Agricultural extension services have the potential to increase returns to innovation, but most require reform, better integration of e-extension, and adequate and sustained funding. Evidence from global extension reviews indicates that demand-driven, pluralistic, and decentralized extension systems—ones with adequate coverage and quality, and that integrate e-extension—can better serve the needs of a diverse and often scattered clientele. Efforts to promote such extension systems may require reform of core extension policies, capacity building among both public and private service providers, collective action among smallholders for promoting scale economies, professional management, and systematic demand articulation, as well as financial incentives for private and third-party service providers and for improved ICT connectivity.
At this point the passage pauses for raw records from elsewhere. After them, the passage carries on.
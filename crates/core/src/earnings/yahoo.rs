use crate::domain::earnings::{EarningsRecord, EarningsTime};
use crate::earnings::EarningsSource;
use anyhow::Context;
use serde::Deserialize;
use std::time::Duration;

const DEFAULT_BASE_URL: &str = "https://query1.finance.yahoo.com";
const DEFAULT_TIMEOUT_SECS: u64 = 30;

// Yahoo rejects default library user agents.
const USER_AGENT: &str = "Mozilla/5.0 (Windows NT 10.0; Win64; x64) AppleWebKit/537.36";

/// Earnings dates from the Yahoo Finance quote-summary endpoint. No API key.
#[derive(Debug, Clone)]
pub struct YahooEarningsClient {
    http: reqwest::Client,
    base_url: String,
}

impl YahooEarningsClient {
    pub fn from_env() -> anyhow::Result<Self> {
        let base_url =
            std::env::var("YAHOO_BASE_URL").unwrap_or_else(|_| DEFAULT_BASE_URL.to_string());

        let timeout_secs = std::env::var("YAHOO_TIMEOUT_SECS")
            .ok()
            .and_then(|s| s.parse::<u64>().ok())
            .unwrap_or(DEFAULT_TIMEOUT_SECS);

        let http = reqwest::Client::builder()
            .user_agent(USER_AGENT)
            .timeout(Duration::from_secs(timeout_secs))
            .build()
            .context("failed to build Yahoo http client")?;

        Ok(Self { http, base_url })
    }

    fn url(&self, symbol: &str) -> String {
        format!(
            "{}/v10/finance/quoteSummary/{}",
            self.base_url.trim_end_matches('/'),
            symbol
        )
    }
}

#[async_trait::async_trait]
impl EarningsSource for YahooEarningsClient {
    fn source_name(&self) -> &'static str {
        "yahoo"
    }

    async fn earnings_for(&self, symbol: &str) -> anyhow::Result<Option<EarningsRecord>> {
        let res = self
            .http
            .get(self.url(symbol))
            .query(&[("modules", "calendarEvents")])
            .send()
            .await
            .context("Yahoo request failed")?;

        let status = res.status();
        if !status.is_success() {
            anyhow::bail!("Yahoo HTTP {status} for {symbol}");
        }

        let body = res
            .json::<QuoteSummaryResponse>()
            .await
            .context("failed to decode Yahoo quoteSummary response")?;

        Ok(extract_record(&body))
    }
}

fn extract_record(body: &QuoteSummaryResponse) -> Option<EarningsRecord> {
    let earnings = body
        .quote_summary
        .result
        .as_deref()?
        .first()?
        .calendar_events
        .as_ref()?
        .earnings
        .as_ref()?;

    let raw = earnings.earnings_date.first()?.raw?;
    let date = chrono::DateTime::from_timestamp(raw, 0)?.date_naive();
    let time = earnings
        .earnings_call_time
        .as_deref()
        .map(EarningsTime::from_call_time)
        .unwrap_or(EarningsTime::Unscheduled);

    Some(EarningsRecord { date, time })
}

#[derive(Debug, Clone, Deserialize)]
struct QuoteSummaryResponse {
    #[serde(rename = "quoteSummary")]
    quote_summary: QuoteSummary,
}

#[derive(Debug, Clone, Deserialize)]
struct QuoteSummary {
    #[serde(default)]
    result: Option<Vec<QuoteSummaryResult>>,
}

#[derive(Debug, Clone, Deserialize)]
struct QuoteSummaryResult {
    #[serde(rename = "calendarEvents", default)]
    calendar_events: Option<CalendarEvents>,
}

#[derive(Debug, Clone, Deserialize)]
struct CalendarEvents {
    #[serde(default)]
    earnings: Option<Earnings>,
}

#[derive(Debug, Clone, Deserialize)]
struct Earnings {
    #[serde(rename = "earningsDate", default)]
    earnings_date: Vec<RawValue>,
    #[serde(rename = "earningsCallTime", default)]
    earnings_call_time: Option<String>,
}

#[derive(Debug, Clone, Deserialize)]
struct RawValue {
    #[serde(default)]
    raw: Option<i64>,
}
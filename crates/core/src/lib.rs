pub mod domain;
pub mod earnings;
pub mod llm;
pub mod prompt;

pub mod config {
    use anyhow::Context;

    /// Process-wide configuration, read once at startup and immutable
    /// thereafter. Handlers never touch the environment directly.
    #[derive(Debug, Clone)]
    pub struct Settings {
        pub openai_api_key: Option<String>,
        pub anthropic_api_key: Option<String>,
        pub sentry_dsn: Option<String>,
        pub earnings_source: Option<String>,
    }

    impl Settings {
        pub fn from_env() -> anyhow::Result<Self> {
            Ok(Self {
                openai_api_key: std::env::var("OPENAI_API_KEY").ok(),
                anthropic_api_key: std::env::var("ANTHROPIC_API_KEY").ok(),
                sentry_dsn: std::env::var("SENTRY_DSN").ok(),
                earnings_source: std::env::var("EARNINGS_SOURCE").ok(),
            })
        }

        pub fn require_openai_api_key(&self) -> anyhow::Result<&str> {
            self.openai_api_key
                .as_deref()
                .context("OPENAI_API_KEY is required")
        }

        pub fn require_anthropic_api_key(&self) -> anyhow::Result<&str> {
            self.anthropic_api_key
                .as_deref()
                .context("ANTHROPIC_API_KEY is required")
        }
    }
}
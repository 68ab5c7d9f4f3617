use crate::domain::earnings::{EarningsRecord, EarningsTime};
use crate::earnings::EarningsSource;
use chrono::NaiveDate;
use std::collections::BTreeMap;

/// Manually curated earnings calendar, used when the live source is disabled
/// or a per-symbol fetch fails. Dates are approximate until confirmed.
const TABLE: &[(&str, &str, EarningsTime)] = &[
    ("AAPL", "2026-02-05", EarningsTime::AfterClose),
    ("AMD", "2026-02-03", EarningsTime::AfterClose),
    ("AMZN", "2026-02-12", EarningsTime::AfterClose),
    ("AVGO", "2026-03-12", EarningsTime::AfterClose),
    ("COIN", "2026-02-19", EarningsTime::AfterClose),
    ("CRM", "2026-03-04", EarningsTime::AfterClose),
    ("GOOGL", "2026-02-10", EarningsTime::AfterClose),
    ("HOOD", "2026-02-18", EarningsTime::AfterClose),
    ("META", "2026-02-11", EarningsTime::AfterClose),
    ("MSFT", "2026-02-10", EarningsTime::AfterClose),
    ("MSTR", "2026-02-24", EarningsTime::AfterClose),
    ("NVDA", "2026-02-25", EarningsTime::AfterClose),
    ("PLTR", "2026-02-09", EarningsTime::AfterClose),
    ("SHOP", "2026-02-17", EarningsTime::BeforeOpen),
    ("SOFI", "2026-02-02", EarningsTime::BeforeOpen),
    ("TSLA", "2026-02-04", EarningsTime::AfterClose),
    ("TSM", "2026-02-12", EarningsTime::Unscheduled),
];

const LAST_UPDATED: &str = "2026-02-15";
const NOTE: &str = "Dates from a curated table and may shift; confirm with the issuer.";

#[derive(Debug, Clone, Default)]
pub struct StaticEarningsTable;

impl StaticEarningsTable {
    pub fn new() -> Self {
        Self
    }

    pub fn lookup(&self, symbol: &str) -> Option<EarningsRecord> {
        let wanted = symbol.trim().to_ascii_uppercase();
        TABLE.iter().find_map(|(sym, date, time)| {
            (*sym == wanted).then(|| EarningsRecord {
                date: parse_date(date),
                time: *time,
            })
        })
    }

    pub fn all(&self) -> BTreeMap<String, EarningsRecord> {
        TABLE
            .iter()
            .map(|(sym, date, time)| {
                (
                    sym.to_string(),
                    EarningsRecord {
                        date: parse_date(date),
                        time: *time,
                    },
                )
            })
            .collect()
    }

    pub fn last_updated(&self) -> NaiveDate {
        parse_date(LAST_UPDATED)
    }

    pub fn note(&self) -> &'static str {
        NOTE
    }
}

#[async_trait::async_trait]
impl EarningsSource for StaticEarningsTable {
    fn source_name(&self) -> &'static str {
        "static-table"
    }

    async fn earnings_for(
        &self,
        symbol: &str,
    ) -> anyhow::Result<Option<EarningsRecord>> {
        Ok(self.lookup(symbol))
    }
}

// Table entries are hand-validated; a bad literal is a programming error
// caught by the `all_table_dates_parse` test.
fn parse_date(s: &str) -> NaiveDate {
    NaiveDate::parse_from_str(s, "%Y-%m-%d").unwrap_or_default()
}

#[cfg(test)]
mod tests {
    use super::*;

    #[test]
    fn known_symbol_resolves() {
        let table = StaticEarningsTable::new();
        let record = table.lookup("NVDA").unwrap();
        assert_eq!(record.date, NaiveDate::from_ymd_opt(2026, 2, 25).unwrap());
        assert_eq!(record.time, EarningsTime::AfterClose);
    }

    #[test]
    fn lookup_is_case_insensitive() {
        let table = StaticEarningsTable::new();
        assert_eq!(table.lookup("nvda"), table.lookup("NVDA"));
    }

    #[test]
    fn unknown_symbol_is_absent() {
        let table = StaticEarningsTable::new();
        assert!(table.lookup("FAKE").is_none());
    }

    #[test]
    fn all_table_dates_parse() {
        for (sym, date, _) in TABLE {
            assert!(
                NaiveDate::parse_from_str(date, "%Y-%m-%d").is_ok(),
                "bad date literal for {sym}: {date}"
            );
        }
        assert!(NaiveDate::parse_from_str(LAST_UPDATED, "%Y-%m-%d").is_ok());
    }

    #[test]
    fn full_table_export_matches_lookups() {
        let table = StaticEarningsTable::new();
        let all = table.all();
        assert_eq!(all.len(), TABLE.len());
        assert_eq!(all.get("AAPL").copied(), table.lookup("AAPL"));
    }
}
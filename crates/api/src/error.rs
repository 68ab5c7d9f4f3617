use axum::http::StatusCode;
use axum::response::{IntoResponse, Response};
use axum::Json;
use folio_core::llm::error::UpstreamError;
use folio_core::llm::Provider;
use serde_json::json;

/// Everything a handler can fail with. All variants render as the
/// `{"error": message}` envelope; nothing propagates past the boundary.
#[derive(Debug)]
pub enum ApiError {
    MethodNotAllowed,
    BadRequest(String),
    ProviderNotConfigured(Provider),
    Internal(anyhow::Error),
}

impl From<anyhow::Error> for ApiError {
    fn from(err: anyhow::Error) -> Self {
        ApiError::Internal(err)
    }
}

impl IntoResponse for ApiError {
    fn into_response(self) -> Response {
        let (status, message) = match self {
            ApiError::MethodNotAllowed => (
                StatusCode::METHOD_NOT_ALLOWED,
                "Method not allowed".to_string(),
            ),
            ApiError::BadRequest(message) => (StatusCode::BAD_REQUEST, message),
            ApiError::ProviderNotConfigured(provider) => (
                StatusCode::INTERNAL_SERVER_ERROR,
                format!("{} API key not configured", provider.display_name()),
            ),
            ApiError::Internal(err) => {
                sentry_anyhow::capture_anyhow(&err);
                tracing::error!(error = %err, "request failed");
                // Provider error payloads are forwarded verbatim, and unknown
                // failures keep their message. Sanitizing what leaves the
                // boundary is an open item.
                let message = match err.downcast_ref::<UpstreamError>() {
                    Some(upstream) => upstream.message.clone(),
                    None => format!("{err:#}"),
                };
                (StatusCode::INTERNAL_SERVER_ERROR, message)
            }
        };

        (status, Json(json!({ "error": message }))).into_response()
    }
}
pub mod anthropic;
pub mod error;
pub mod openai;

use serde::Deserialize;

/// Substituted whenever a provider answers successfully but the text content
/// is missing or empty. Not an error condition.
pub const ANALYSIS_FALLBACK: &str = "Analysis unavailable";

#[derive(Debug, Clone, Copy, PartialEq, Eq, Default, Deserialize)]
pub enum Provider {
    #[serde(rename = "openai")]
    OpenAi,
    #[default]
    #[serde(rename = "anthropic")]
    Anthropic,
}

impl Provider {
    pub fn display_name(self) -> &'static str {
        match self {
            Provider::OpenAi => "OpenAI",
            Provider::Anthropic => "Anthropic",
        }
    }
}

/// One completion round-trip. `temperature` is honored only by providers
/// that accept it (OpenAI); others ignore it.
#[derive(Debug, Clone)]
pub struct CompletionRequest {
    pub prompt: String,
    pub max_tokens: u32,
    pub temperature: Option<f32>,
}

#[async_trait::async_trait]
pub trait LlmClient: Send + Sync {
    fn provider(&self) -> Provider;

    /// Model identifier surfaced to callers in the response envelope.
    fn model_id(&self) -> &str;

    /// Issues exactly one upstream call, no retries. A provider error payload
    /// surfaces as [`error::UpstreamError`]; missing content resolves to
    /// [`ANALYSIS_FALLBACK`].
    async fn complete(&self, req: CompletionRequest) -> anyhow::Result<String>;
}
The countries that have been more successful in upgrading their agricultural extension systems have taken the actions outlined in box 7.3.

BOX 7.3

Good practices for policies on agricultural extension services

The following good practices have been implemented by countries that have more successfully upgraded their agricultural extension services:

• Ensuring adequate and sustained funding to develop more demand-driven, pluralistic, and decentralized extension systems (that is, improved coverage, content, and quality, realized in some dimensions in China, Indonesia, the philippines, and Vietnam) with integration of e-extension to improve the returns to agricultural innovation (for example, e-centers in China). • Adjusting policies to enhance pluralism and enable greater private and third-party service delivery (reforming laws, strengthening financial incentives, increasing capacity). • Increasing integration of e-extension, for example, through improved information and communication technology connectivity and farmer capacity, price incentives for information

and communication technology suppliers, and dedicated training programs to upgrade the skills of public and private extension agents and farmers (for example, e-training in China, the philippines, and Thailand). • Making extension services more demand-driven and innovation processes more inclusive by facilitating collective action among smallholders (as in China, Indonesia, and Thailand); setting up platforms and brokers (as in Chile, and to some extent China, Malaysia, and Thailand); establishing technology incubators and centers for technology transfer at the local and provincial levels (as in Vietnam) and other organizational forms of extension-research-farm or -firm links that systematically articulate farmer and firm demand for and feedback on knowledge and innovations (for example, technology demonstrations, cooperatives, and industry associations, as in China and Indonesia).